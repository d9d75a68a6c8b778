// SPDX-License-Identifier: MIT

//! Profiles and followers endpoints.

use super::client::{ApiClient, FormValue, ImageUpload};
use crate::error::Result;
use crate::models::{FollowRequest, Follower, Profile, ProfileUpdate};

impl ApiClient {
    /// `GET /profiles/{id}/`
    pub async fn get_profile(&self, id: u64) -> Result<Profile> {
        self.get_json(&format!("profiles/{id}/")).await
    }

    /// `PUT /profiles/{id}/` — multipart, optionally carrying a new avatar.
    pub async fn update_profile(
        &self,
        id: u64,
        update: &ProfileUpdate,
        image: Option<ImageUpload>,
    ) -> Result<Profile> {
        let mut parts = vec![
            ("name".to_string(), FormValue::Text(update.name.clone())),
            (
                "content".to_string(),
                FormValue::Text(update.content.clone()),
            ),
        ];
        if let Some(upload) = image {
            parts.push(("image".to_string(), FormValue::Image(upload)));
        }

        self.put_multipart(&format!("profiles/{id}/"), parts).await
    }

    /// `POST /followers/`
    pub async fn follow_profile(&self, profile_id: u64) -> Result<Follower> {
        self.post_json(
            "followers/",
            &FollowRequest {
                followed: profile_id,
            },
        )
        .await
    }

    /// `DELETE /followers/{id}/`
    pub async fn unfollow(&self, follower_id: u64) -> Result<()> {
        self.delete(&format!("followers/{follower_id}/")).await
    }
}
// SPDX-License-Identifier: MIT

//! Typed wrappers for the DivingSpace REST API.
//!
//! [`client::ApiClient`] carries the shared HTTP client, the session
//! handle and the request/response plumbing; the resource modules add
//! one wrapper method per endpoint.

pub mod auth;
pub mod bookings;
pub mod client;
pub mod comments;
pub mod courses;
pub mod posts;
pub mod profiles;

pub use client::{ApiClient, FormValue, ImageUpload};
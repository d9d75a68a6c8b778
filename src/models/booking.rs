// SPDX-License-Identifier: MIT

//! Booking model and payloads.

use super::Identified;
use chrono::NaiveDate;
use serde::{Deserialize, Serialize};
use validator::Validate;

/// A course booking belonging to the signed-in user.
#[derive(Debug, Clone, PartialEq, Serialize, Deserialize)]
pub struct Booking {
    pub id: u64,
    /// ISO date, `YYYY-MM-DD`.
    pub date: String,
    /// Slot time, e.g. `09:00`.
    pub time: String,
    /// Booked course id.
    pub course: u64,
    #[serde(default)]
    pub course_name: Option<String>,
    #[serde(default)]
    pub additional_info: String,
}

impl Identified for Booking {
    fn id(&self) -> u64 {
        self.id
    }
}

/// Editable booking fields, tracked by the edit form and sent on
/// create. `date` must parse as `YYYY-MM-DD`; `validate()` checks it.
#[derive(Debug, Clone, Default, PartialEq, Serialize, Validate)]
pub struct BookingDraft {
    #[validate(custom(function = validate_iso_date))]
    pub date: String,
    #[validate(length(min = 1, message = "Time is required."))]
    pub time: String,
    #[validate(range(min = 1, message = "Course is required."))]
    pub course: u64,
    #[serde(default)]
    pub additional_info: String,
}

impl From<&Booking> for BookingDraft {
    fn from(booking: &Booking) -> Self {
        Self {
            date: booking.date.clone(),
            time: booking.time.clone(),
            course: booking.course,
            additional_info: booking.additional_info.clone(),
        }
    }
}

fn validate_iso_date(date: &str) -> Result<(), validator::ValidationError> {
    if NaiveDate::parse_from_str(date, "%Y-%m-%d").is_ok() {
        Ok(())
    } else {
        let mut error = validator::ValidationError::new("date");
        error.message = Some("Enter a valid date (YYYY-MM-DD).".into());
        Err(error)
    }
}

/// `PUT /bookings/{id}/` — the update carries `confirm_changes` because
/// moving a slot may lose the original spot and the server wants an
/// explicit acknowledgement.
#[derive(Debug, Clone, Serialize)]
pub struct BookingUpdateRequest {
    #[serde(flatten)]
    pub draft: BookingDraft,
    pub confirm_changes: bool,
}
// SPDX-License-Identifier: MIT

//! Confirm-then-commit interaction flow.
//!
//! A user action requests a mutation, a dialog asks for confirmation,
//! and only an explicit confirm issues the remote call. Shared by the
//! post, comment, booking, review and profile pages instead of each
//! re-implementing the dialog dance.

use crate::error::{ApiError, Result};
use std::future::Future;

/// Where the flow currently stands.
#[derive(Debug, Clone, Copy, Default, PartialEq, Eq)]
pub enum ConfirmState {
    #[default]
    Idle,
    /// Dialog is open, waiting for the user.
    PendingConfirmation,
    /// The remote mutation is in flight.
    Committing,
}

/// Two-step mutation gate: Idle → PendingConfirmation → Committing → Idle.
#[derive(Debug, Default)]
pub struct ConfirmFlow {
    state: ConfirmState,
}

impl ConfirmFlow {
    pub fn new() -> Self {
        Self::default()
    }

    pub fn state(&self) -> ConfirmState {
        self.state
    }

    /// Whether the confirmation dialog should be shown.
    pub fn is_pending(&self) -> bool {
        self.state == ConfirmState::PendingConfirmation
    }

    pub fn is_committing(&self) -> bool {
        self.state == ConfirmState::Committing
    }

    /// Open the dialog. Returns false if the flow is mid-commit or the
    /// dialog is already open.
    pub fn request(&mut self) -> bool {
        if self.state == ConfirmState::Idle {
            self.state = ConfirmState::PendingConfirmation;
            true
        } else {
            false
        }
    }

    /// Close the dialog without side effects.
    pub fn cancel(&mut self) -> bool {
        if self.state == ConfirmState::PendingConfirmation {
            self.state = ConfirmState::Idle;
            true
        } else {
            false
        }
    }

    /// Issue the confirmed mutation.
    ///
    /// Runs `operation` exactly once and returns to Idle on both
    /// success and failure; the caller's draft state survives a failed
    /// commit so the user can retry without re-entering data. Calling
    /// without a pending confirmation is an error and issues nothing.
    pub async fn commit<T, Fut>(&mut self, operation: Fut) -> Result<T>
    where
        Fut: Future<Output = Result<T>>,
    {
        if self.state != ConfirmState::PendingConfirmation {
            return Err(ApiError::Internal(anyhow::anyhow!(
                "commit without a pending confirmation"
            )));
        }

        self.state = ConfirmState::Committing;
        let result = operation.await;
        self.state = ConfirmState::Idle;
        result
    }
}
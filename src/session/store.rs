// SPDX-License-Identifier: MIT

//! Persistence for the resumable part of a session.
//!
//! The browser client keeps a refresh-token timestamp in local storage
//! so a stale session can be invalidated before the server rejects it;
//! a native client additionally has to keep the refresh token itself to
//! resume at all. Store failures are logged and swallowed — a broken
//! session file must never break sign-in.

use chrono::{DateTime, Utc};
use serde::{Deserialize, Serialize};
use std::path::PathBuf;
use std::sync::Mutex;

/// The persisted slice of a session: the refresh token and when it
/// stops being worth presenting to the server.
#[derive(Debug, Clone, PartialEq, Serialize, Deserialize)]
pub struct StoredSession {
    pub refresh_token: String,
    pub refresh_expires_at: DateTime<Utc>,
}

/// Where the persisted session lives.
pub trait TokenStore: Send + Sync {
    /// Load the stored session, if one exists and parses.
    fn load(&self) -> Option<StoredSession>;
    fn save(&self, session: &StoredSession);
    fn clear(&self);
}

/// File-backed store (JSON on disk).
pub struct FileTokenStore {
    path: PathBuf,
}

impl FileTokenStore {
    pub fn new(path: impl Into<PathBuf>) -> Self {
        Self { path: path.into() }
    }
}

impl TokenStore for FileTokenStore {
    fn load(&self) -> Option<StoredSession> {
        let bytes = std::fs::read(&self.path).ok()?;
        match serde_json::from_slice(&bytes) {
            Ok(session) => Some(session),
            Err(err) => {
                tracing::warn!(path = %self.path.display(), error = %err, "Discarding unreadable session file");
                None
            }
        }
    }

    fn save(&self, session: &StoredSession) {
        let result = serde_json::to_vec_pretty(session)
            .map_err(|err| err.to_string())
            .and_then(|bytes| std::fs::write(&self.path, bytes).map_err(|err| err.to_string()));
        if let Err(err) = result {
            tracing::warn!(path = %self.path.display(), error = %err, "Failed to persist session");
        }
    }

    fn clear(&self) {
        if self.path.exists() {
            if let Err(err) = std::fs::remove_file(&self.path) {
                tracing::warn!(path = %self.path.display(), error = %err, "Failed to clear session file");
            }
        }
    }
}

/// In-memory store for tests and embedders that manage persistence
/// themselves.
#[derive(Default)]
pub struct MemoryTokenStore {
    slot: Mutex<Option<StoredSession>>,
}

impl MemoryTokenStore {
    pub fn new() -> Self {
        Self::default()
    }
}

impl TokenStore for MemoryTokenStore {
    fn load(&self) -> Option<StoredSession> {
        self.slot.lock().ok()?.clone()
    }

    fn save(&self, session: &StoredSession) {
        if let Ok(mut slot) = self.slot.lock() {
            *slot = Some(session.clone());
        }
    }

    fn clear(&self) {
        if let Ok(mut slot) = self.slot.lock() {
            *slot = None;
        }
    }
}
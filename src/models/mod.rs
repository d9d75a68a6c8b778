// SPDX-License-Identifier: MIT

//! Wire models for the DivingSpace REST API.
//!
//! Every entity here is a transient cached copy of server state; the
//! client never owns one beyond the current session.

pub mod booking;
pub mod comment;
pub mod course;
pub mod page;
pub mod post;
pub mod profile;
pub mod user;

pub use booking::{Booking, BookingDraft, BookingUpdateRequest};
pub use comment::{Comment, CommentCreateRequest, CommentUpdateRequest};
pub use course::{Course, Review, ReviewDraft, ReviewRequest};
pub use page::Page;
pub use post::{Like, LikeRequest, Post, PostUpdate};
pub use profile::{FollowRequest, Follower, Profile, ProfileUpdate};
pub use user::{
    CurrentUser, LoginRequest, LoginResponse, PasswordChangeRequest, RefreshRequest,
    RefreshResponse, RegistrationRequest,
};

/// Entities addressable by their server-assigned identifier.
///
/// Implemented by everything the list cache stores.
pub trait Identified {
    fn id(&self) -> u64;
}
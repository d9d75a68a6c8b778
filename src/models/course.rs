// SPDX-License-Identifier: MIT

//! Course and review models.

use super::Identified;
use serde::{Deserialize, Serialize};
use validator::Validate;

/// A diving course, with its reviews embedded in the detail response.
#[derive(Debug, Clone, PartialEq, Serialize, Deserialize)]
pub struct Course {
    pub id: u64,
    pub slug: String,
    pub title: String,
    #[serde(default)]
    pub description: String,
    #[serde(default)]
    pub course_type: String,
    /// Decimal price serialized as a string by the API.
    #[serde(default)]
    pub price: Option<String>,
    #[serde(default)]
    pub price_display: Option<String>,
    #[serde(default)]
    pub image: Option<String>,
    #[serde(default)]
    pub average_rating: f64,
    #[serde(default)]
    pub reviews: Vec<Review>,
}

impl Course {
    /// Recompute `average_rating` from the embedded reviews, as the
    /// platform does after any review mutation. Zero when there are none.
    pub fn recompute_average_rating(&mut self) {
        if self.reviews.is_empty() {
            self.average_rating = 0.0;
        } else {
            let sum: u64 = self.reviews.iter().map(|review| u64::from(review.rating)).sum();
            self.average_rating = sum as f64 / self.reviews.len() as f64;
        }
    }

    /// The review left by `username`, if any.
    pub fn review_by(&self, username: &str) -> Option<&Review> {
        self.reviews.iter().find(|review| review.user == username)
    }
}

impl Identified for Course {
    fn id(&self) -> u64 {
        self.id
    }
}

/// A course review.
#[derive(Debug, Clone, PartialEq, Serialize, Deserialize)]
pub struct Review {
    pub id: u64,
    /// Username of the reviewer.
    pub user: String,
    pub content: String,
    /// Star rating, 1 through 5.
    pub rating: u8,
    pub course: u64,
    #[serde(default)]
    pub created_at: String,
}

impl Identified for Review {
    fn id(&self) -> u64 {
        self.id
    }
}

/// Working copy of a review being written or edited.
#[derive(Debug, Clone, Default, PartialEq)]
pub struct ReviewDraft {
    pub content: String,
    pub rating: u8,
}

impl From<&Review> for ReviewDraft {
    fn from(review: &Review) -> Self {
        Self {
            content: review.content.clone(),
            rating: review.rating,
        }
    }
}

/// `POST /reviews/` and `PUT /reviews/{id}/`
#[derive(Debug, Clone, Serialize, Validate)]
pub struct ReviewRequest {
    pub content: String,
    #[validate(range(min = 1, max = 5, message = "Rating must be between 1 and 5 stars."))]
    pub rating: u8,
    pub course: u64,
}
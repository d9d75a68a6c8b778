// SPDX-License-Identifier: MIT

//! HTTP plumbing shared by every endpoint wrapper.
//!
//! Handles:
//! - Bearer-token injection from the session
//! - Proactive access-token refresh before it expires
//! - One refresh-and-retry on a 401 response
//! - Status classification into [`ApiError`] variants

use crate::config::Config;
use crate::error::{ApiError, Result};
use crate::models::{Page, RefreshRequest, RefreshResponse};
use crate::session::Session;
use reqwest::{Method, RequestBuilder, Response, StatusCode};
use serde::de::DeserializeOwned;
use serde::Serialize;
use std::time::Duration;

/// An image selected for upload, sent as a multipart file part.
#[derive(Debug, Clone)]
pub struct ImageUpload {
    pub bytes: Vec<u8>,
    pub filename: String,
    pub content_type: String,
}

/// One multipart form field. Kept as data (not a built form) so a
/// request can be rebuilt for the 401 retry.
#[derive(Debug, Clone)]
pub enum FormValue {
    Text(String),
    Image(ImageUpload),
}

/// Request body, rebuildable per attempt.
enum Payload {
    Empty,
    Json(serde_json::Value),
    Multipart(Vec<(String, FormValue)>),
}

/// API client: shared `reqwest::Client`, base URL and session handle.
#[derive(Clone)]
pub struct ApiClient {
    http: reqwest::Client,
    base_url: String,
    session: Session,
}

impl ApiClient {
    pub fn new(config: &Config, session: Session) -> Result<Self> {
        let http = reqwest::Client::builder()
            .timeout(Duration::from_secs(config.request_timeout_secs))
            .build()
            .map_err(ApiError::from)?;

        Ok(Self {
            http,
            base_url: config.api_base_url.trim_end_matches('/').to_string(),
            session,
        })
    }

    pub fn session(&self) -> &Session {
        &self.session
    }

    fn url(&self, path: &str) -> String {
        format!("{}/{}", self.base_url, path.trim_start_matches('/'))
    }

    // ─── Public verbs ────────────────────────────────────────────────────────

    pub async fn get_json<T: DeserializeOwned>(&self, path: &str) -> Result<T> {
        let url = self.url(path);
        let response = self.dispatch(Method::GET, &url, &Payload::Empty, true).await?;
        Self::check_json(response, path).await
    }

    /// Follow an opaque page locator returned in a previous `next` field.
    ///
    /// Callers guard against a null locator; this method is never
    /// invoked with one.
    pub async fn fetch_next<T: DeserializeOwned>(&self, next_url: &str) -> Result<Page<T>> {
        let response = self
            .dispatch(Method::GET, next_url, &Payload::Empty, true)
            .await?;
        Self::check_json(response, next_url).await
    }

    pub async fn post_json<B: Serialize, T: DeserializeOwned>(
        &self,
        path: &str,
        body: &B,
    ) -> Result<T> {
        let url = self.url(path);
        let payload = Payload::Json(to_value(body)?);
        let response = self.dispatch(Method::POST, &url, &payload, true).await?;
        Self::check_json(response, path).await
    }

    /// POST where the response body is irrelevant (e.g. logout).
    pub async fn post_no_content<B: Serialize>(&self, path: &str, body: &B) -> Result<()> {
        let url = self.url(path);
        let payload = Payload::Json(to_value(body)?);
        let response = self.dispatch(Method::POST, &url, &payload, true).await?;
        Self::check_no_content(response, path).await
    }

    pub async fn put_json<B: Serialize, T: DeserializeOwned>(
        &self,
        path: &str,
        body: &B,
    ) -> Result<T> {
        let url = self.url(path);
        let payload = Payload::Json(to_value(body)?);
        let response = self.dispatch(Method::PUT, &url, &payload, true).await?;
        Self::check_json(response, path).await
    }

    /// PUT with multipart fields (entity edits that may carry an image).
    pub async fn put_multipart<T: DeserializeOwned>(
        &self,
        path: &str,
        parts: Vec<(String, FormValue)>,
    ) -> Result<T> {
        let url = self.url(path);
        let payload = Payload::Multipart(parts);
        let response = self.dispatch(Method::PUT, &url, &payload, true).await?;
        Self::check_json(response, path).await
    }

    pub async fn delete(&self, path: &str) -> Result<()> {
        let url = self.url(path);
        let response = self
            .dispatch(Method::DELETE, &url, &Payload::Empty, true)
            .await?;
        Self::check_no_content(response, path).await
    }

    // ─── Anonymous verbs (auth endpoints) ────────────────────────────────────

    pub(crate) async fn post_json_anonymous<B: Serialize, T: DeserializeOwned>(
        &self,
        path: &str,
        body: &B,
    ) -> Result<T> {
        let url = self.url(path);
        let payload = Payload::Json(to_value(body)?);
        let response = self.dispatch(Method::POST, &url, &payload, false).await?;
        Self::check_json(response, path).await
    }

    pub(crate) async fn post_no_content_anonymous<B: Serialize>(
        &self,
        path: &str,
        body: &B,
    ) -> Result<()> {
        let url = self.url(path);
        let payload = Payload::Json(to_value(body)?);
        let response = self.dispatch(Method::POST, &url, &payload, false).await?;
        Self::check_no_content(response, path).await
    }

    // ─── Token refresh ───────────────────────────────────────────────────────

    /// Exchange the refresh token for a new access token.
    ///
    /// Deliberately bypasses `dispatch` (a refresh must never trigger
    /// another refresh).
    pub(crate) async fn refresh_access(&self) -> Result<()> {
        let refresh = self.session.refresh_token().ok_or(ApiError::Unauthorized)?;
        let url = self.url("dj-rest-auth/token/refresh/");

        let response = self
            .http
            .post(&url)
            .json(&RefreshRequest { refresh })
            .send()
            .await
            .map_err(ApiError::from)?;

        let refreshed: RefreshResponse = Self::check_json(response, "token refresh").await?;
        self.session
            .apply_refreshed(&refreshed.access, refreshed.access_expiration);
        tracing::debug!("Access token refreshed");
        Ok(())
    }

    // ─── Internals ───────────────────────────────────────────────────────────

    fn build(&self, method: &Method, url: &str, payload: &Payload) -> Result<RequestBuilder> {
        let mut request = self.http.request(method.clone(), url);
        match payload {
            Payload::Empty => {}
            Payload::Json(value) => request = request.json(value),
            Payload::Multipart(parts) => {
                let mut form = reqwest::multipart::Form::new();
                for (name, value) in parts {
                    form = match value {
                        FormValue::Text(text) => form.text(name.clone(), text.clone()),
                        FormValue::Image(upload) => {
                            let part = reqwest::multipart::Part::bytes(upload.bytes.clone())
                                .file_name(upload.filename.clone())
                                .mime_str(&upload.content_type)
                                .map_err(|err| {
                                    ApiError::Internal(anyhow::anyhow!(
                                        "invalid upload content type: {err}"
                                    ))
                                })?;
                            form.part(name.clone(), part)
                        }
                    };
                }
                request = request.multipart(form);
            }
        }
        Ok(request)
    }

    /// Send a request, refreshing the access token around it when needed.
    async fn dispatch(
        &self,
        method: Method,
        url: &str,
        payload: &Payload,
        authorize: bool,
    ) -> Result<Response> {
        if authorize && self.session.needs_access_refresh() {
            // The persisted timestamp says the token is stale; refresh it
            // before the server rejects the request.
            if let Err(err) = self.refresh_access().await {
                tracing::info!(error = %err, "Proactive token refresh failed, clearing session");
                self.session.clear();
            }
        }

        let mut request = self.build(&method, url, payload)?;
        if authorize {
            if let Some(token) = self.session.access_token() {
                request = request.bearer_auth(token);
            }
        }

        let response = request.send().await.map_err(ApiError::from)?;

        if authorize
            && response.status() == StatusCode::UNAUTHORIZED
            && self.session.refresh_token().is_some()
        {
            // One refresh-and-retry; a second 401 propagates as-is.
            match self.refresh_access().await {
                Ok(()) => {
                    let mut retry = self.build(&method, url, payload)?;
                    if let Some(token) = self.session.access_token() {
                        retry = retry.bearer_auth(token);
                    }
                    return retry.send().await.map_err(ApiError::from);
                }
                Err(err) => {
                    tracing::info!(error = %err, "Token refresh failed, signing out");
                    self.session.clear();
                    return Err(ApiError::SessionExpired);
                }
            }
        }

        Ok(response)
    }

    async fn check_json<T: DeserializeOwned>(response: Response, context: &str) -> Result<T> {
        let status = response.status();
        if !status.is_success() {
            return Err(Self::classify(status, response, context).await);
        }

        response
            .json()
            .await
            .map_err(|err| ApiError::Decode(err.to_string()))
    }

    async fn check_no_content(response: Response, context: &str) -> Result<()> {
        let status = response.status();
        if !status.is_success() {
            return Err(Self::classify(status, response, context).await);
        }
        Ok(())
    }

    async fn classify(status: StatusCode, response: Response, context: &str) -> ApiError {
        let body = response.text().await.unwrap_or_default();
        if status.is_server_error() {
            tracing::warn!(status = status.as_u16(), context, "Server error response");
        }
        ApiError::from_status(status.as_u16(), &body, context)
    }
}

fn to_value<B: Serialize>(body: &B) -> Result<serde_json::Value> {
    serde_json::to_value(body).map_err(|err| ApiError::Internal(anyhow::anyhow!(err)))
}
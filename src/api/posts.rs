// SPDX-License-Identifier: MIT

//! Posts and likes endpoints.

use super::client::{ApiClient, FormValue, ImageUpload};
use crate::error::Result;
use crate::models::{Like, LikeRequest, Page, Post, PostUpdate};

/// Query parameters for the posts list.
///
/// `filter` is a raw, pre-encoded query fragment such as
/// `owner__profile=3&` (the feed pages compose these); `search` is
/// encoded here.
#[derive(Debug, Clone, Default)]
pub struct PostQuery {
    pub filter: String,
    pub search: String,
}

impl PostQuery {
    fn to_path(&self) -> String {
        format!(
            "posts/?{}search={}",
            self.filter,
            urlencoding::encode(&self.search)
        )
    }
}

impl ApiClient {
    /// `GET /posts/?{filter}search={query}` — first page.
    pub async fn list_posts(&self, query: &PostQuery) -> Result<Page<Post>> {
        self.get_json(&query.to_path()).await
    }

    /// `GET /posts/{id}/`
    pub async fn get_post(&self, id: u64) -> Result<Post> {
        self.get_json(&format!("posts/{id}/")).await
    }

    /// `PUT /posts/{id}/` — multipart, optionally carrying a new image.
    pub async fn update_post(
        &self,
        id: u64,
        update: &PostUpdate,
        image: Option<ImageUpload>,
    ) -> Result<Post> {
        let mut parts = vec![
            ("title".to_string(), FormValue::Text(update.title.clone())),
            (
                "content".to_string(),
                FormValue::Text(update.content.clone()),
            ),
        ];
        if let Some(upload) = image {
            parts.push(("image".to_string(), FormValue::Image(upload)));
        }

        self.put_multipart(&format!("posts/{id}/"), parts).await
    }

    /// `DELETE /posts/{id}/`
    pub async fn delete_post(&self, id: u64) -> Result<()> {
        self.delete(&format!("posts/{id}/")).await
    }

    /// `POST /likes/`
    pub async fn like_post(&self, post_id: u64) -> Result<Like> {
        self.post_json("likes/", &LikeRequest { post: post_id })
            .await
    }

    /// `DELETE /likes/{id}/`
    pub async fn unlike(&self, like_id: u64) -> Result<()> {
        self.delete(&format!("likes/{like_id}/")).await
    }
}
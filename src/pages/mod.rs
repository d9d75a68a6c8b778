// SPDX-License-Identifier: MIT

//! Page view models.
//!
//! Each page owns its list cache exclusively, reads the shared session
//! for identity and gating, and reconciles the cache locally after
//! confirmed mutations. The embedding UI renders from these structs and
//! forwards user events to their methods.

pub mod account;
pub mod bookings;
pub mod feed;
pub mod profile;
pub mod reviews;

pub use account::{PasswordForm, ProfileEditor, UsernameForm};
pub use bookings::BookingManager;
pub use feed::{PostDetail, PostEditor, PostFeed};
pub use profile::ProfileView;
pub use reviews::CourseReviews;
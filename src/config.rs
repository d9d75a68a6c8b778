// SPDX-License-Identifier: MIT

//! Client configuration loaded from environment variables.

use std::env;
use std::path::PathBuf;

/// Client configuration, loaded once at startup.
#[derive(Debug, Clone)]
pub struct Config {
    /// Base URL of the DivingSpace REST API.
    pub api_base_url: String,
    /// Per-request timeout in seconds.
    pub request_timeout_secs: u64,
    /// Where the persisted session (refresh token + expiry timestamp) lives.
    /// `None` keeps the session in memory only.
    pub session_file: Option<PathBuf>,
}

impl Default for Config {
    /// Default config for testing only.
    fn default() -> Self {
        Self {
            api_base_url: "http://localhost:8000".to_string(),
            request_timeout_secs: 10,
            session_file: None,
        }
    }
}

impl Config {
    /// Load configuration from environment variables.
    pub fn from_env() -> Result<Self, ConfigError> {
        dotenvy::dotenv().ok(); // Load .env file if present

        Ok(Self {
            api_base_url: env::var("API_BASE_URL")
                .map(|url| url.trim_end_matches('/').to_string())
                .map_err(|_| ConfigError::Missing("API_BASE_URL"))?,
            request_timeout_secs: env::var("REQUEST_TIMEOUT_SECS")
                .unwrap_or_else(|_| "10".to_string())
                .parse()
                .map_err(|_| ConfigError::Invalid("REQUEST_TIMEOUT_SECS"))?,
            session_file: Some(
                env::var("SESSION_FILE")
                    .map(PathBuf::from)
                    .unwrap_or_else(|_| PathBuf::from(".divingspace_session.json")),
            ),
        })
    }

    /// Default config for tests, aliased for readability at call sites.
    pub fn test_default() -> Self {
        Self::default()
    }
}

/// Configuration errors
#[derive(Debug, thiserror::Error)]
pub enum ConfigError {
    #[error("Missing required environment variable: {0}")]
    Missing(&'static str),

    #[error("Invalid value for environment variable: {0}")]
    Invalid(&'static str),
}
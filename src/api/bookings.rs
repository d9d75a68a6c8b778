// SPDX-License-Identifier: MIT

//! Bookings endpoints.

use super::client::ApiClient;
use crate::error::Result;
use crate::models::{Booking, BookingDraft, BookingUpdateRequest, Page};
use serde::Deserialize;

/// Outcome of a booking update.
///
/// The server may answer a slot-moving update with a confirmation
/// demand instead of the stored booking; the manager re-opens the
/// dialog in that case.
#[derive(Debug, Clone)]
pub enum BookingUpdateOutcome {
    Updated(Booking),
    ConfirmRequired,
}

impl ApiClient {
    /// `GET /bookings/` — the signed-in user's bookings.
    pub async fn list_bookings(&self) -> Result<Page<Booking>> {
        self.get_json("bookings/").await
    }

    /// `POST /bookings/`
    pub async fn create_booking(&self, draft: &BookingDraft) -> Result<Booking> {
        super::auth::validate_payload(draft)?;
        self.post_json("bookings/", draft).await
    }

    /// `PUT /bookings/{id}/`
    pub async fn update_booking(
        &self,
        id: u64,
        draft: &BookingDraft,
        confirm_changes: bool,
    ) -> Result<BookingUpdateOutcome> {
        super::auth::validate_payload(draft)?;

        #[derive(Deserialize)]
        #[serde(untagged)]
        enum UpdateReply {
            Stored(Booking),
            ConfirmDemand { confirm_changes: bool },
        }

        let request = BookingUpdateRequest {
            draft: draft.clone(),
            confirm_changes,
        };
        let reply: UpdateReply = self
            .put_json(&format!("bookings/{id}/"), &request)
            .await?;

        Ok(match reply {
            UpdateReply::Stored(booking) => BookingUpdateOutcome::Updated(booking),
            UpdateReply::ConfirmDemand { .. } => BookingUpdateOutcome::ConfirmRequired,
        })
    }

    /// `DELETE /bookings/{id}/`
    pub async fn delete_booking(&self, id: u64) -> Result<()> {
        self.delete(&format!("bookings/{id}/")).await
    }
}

● ● ● ● ● ● ●

What is expected: Go through the data, and copy each line in which the word "Idle" appears.

Response for this exercise:
    Idle,
/// Two-step mutation gate: Idle → PendingConfirmation → Committing → Idle.
        if self.state == ConfirmState::Idle {
            self.state = ConfirmState::Idle;
    /// Runs `operation` exactly once and returns to Idle on both
        self.state = ConfirmState::Idle;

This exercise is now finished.